Primary cardiac synovial sarcoma presenting with brain metastases

Primary cardiac synovial sarcoma is a very rare primary cardiac tumor that usually arises in the right side of the heart. Brain metastases in primary cardiac sarcomas are not uncommon. Because of the wild nature of these tumors, they usually have poor outcomes. This study describes a 29-year-old female who presented with blurred vision, headache, nausea, vomiting and brain lesions in the radiologic study. Incidentally, two-dimensional echocardiography revealed a left atrial lesion. The patient underwent emergency cardiac surgery to resect the left atrial mass that arose from the atrial free wall and pulmonary veins. The diagnosis of the lesion was primary synovial sarcoma in the histopathologic examination. Plain language summary: Tumors that usually arises in the right side of the heart are very rare. These tumors can spread to other parts like brain. Because of the wild nature of these tumors, they usually have poor results.
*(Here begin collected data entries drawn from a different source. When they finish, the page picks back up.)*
//! Filter → SQL over the `doc` JSON column.
//!
//! Every non-identity comparison is made against the field's text form:
//! strings as-is, booleans as `true`/`false`, numbers in JSON notation and
//! structured values as minified JSON. Greater-than against a number casts
//! to REAL instead, so numeric fields compare numerically.

use bson::Bson;
use compass_query::{Filter, ID_FIELD, Sort, SortDirection};
use rusqlite::types::Value;

use crate::encoding::text_form;
use crate::error::StoreError;

/// A SQL fragment with its positional parameters.
#[derive(Debug, Clone, PartialEq)]
pub(crate) struct Predicate {
    pub sql: String,
    pub params: Vec<Value>,
}

/// Build the WHERE clause for a filter, or `None` when it matches everything.
pub(crate) fn where_clause(filter: &Filter) -> Result<Option<Predicate>, StoreError> {
    if filter.is_all() {
        return Ok(None);
    }
    let mut params = Vec::new();
    let sql = translate(filter, &mut params)?;
    Ok(Some(Predicate { sql, params }))
}

fn translate(filter: &Filter, params: &mut Vec<Value>) -> Result<String, StoreError> {
    match filter {
        Filter::And(children) => {
            let parts = children
                .iter()
                .filter(|c| !c.is_all())
                .map(|c| translate(c, params))
                .collect::<Result<Vec<_>, _>>()?;
            Ok(match parts.len() {
                0 => "1".to_string(),
                1 => parts.into_iter().next().unwrap_or_default(),
                _ => format!("({})", parts.join(" AND ")),
            })
        }
        Filter::Or(children) if children.is_empty() => Ok("0".to_string()),
        Filter::Or(children) => {
            let parts = children
                .iter()
                .map(|c| translate(c, params).map(|sql| format!("({sql})")))
                .collect::<Result<Vec<_>, _>>()?;
            Ok(format!("({})", parts.join(" OR ")))
        }
        Filter::Eq(field, Bson::Null) => Ok(format!("{} IS NULL", column(field)?)),
        Filter::Eq(field, value) => {
            params.push(Value::Text(text_form(value)));
            Ok(format!("{} = ?", column(field)?))
        }
        Filter::Ne(field, Bson::Null) => Ok(format!("{} IS NOT NULL", column(field)?)),
        Filter::Ne(field, value) => {
            // IS NOT is null-safe, so documents lacking the field match too.
            params.push(Value::Text(text_form(value)));
            Ok(format!("{} IS NOT ?", column(field)?))
        }
        Filter::In(_, values) if values.is_empty() => Ok("0".to_string()),
        Filter::In(field, values) => {
            let col = column(field)?;
            let (nulls, present): (Vec<&Bson>, Vec<&Bson>) =
                values.iter().partition(|v| matches!(v, Bson::Null));
            let mut parts = Vec::with_capacity(2);
            if !present.is_empty() {
                let placeholders = vec!["?"; present.len()].join(", ");
                params.extend(present.iter().map(|v| Value::Text(text_form(v))));
                parts.push(format!("{col} IN ({placeholders})"));
            }
            if !nulls.is_empty() {
                parts.push(format!("{col} IS NULL"));
            }
            Ok(match parts.len() {
                1 => parts.remove(0),
                _ => format!("({})", parts.join(" OR ")),
            })
        }
        Filter::Gt(field, value) => greater_than(field, value, params),
    }
}

fn greater_than(field: &str, value: &Bson, params: &mut Vec<Value>) -> Result<String, StoreError> {
    let numeric = match value {
        Bson::Int32(n) => Some(f64::from(*n)),
        Bson::Int64(n) => Some(*n as f64),
        Bson::Double(f) if f.is_finite() => Some(*f),
        _ => None,
    };

    if field == ID_FIELD {
        return Ok(match numeric {
            Some(n) => {
                params.push(Value::Real(n));
                "CAST(id AS REAL) > ?".to_string()
            }
            None => {
                params.push(Value::Text(text_form(value)));
                "id > ?".to_string()
            }
        });
    }

    let path = json_path(field)?;
    match (numeric, value) {
        (Some(n), _) => {
            params.push(Value::Real(n));
            Ok(format!(
                "(json_type(doc, {path}) IN ('integer', 'real') AND CAST({} AS REAL) > ?)",
                text_expr(&path)
            ))
        }
        (None, Bson::String(_) | Bson::DateTime(_) | Bson::ObjectId(_)) => {
            params.push(Value::Text(text_form(value)));
            Ok(format!(
                "(json_type(doc, {path}) = 'text' AND {} > ?)",
                text_expr(&path)
            ))
        }
        // Booleans, nulls and structured values have no ordering.
        _ => Ok("0".to_string()),
    }
}

/// The SQL expression a field compares through.
pub(crate) fn column(field: &str) -> Result<String, StoreError> {
    if field == ID_FIELD {
        return Ok("id".to_string());
    }
    Ok(text_expr(&json_path(field)?))
}

/// Text extraction of a JSON path, with JSON booleans kept as `true`/`false`.
pub(crate) fn text_expr(path: &str) -> String {
    format!(
        "CASE json_type(doc, {path}) \
         WHEN 'true' THEN 'true' WHEN 'false' THEN 'false' \
         ELSE CAST(json_extract(doc, {path}) AS TEXT) END"
    )
}

/// A dotted field name as a quoted SQL string literal holding a JSON path,
/// e.g. `profile.city` → `'$."profile"."city"'`.
pub(crate) fn json_path(field: &str) -> Result<String, StoreError> {
    let mut path = String::from("'$");
    for segment in field.split('.') {
        if segment.is_empty() || segment.contains('"') || segment.starts_with('$') {
            return Err(StoreError::InvalidField(field.to_string()));
        }
        path.push_str(".\"");
        path.push_str(&segment.replace('\'', "''"));
        path.push('"');
    }
    path.push('\'');
    Ok(path)
}

/// ORDER BY clause; rows with equal keys keep insertion order.
pub(crate) fn order_by(sort: Option<&Sort>) -> Result<String, StoreError> {
    let Some(sort) = sort else {
        return Ok(" ORDER BY rowid".to_string());
    };
    let direction = match sort.direction {
        SortDirection::Asc => "ASC",
        SortDirection::Desc => "DESC",
    };
    Ok(format!(" ORDER BY {} {direction}, rowid", column(&sort.field)?))
}

#[cfg(test)]
mod tests {
    use super::*;

    fn text(s: &str) -> Value {
        Value::Text(s.to_string())
    }

    #[test]
    fn empty_filter_has_no_where_clause() {
        assert_eq!(where_clause(&Filter::all()).unwrap(), None);
    }

    #[test]
    fn identity_maps_to_id_column() {
        let pred = where_clause(&Filter::eq("_id", "abc")).unwrap().unwrap();
        assert_eq!(pred.sql, "id = ?");
        assert_eq!(pred.params, vec![text("abc")]);
    }

    #[test]
    fn dotted_fields_become_json_paths() {
        assert_eq!(json_path("profile.city").unwrap(), r#"'$."profile"."city"'"#);
        assert_eq!(json_path("o'brien").unwrap(), r#"'$."o''brien"'"#);
        assert!(json_path("a..b").is_err());
        assert!(json_path(r#"a"b"#).is_err());
    }

    #[test]
    fn equality_compares_text_forms() {
        let pred = where_clause(&Filter::eq("active", true)).unwrap().unwrap();
        assert!(pred.sql.ends_with(" = ?"), "{}", pred.sql);
        assert!(pred.sql.contains(r#"json_type(doc, '$."active"')"#), "{}", pred.sql);
        assert_eq!(pred.params, vec![text("true")]);
    }

    #[test]
    fn conjunction_and_or_group() {
        let f = Filter::eq("a", 1)
            .and(Filter::Or(vec![Filter::eq("b", "x"), Filter::ne("c", "y")]));
        let pred = where_clause(&f).unwrap().unwrap();
        assert!(pred.sql.starts_with('('), "{}", pred.sql);
        assert!(pred.sql.contains(" AND (("), "{}", pred.sql);
        assert!(pred.sql.contains(") OR ("), "{}", pred.sql);
        assert_eq!(pred.params, vec![text("1"), text("x"), text("y")]);
    }

    #[test]
    fn membership_has_one_placeholder_per_value() {
        let pred = where_clause(&Filter::one_of("_id", ["a", "b", "c"])).unwrap().unwrap();
        assert_eq!(pred.sql, "id IN (?, ?, ?)");
        let empty = Filter::one_of("_id", Vec::<String>::new());
        assert_eq!(where_clause(&empty).unwrap().unwrap().sql, "0");
    }

    #[test]
    fn membership_with_null_also_matches_missing() {
        let pred = where_clause(&Filter::In("_id".into(), vec!["a".into(), Bson::Null]))
            .unwrap()
            .unwrap();
        assert_eq!(pred.sql, "(id IN (?) OR id IS NULL)");
    }

    #[test]
    fn greater_than_number_casts() {
        let pred = where_clause(&Filter::gt("score", 10)).unwrap().unwrap();
        assert!(pred.sql.contains("AS REAL) > ?"), "{}", pred.sql);
        assert_eq!(pred.params, vec![Value::Real(10.0)]);
    }

    #[test]
    fn greater_than_boolean_never_matches() {
        assert_eq!(where_clause(&Filter::gt("flag", true)).unwrap().unwrap().sql, "0");
    }

    #[test]
    fn null_equality_uses_is_null() {
        let pred = where_clause(&Filter::eq("mentor", Bson::Null)).unwrap().unwrap();
        assert!(pred.sql.ends_with(" IS NULL"), "{}", pred.sql);
        assert!(pred.params.is_empty());
    }

    #[test]
    fn order_by_breaks_ties_by_rowid() {
        assert_eq!(order_by(None).unwrap(), " ORDER BY rowid");
        let sort = Sort::new("_id", SortDirection::Desc);
        assert_eq!(order_by(Some(&sort)).unwrap(), " ORDER BY id DESC, rowid");
    }
}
This study describes a 29-year-old female who comes to the hospital with vision problems, headache, nausea, vomiting and brain masses in the imaging. In addition, there was a mass on the left side of her heart. The patient underwent emergency heart surgery to resect the mass that arose from the heart wall and lung veins. The nature of the lesion was primary synovial sarcoma in the pathologic examination.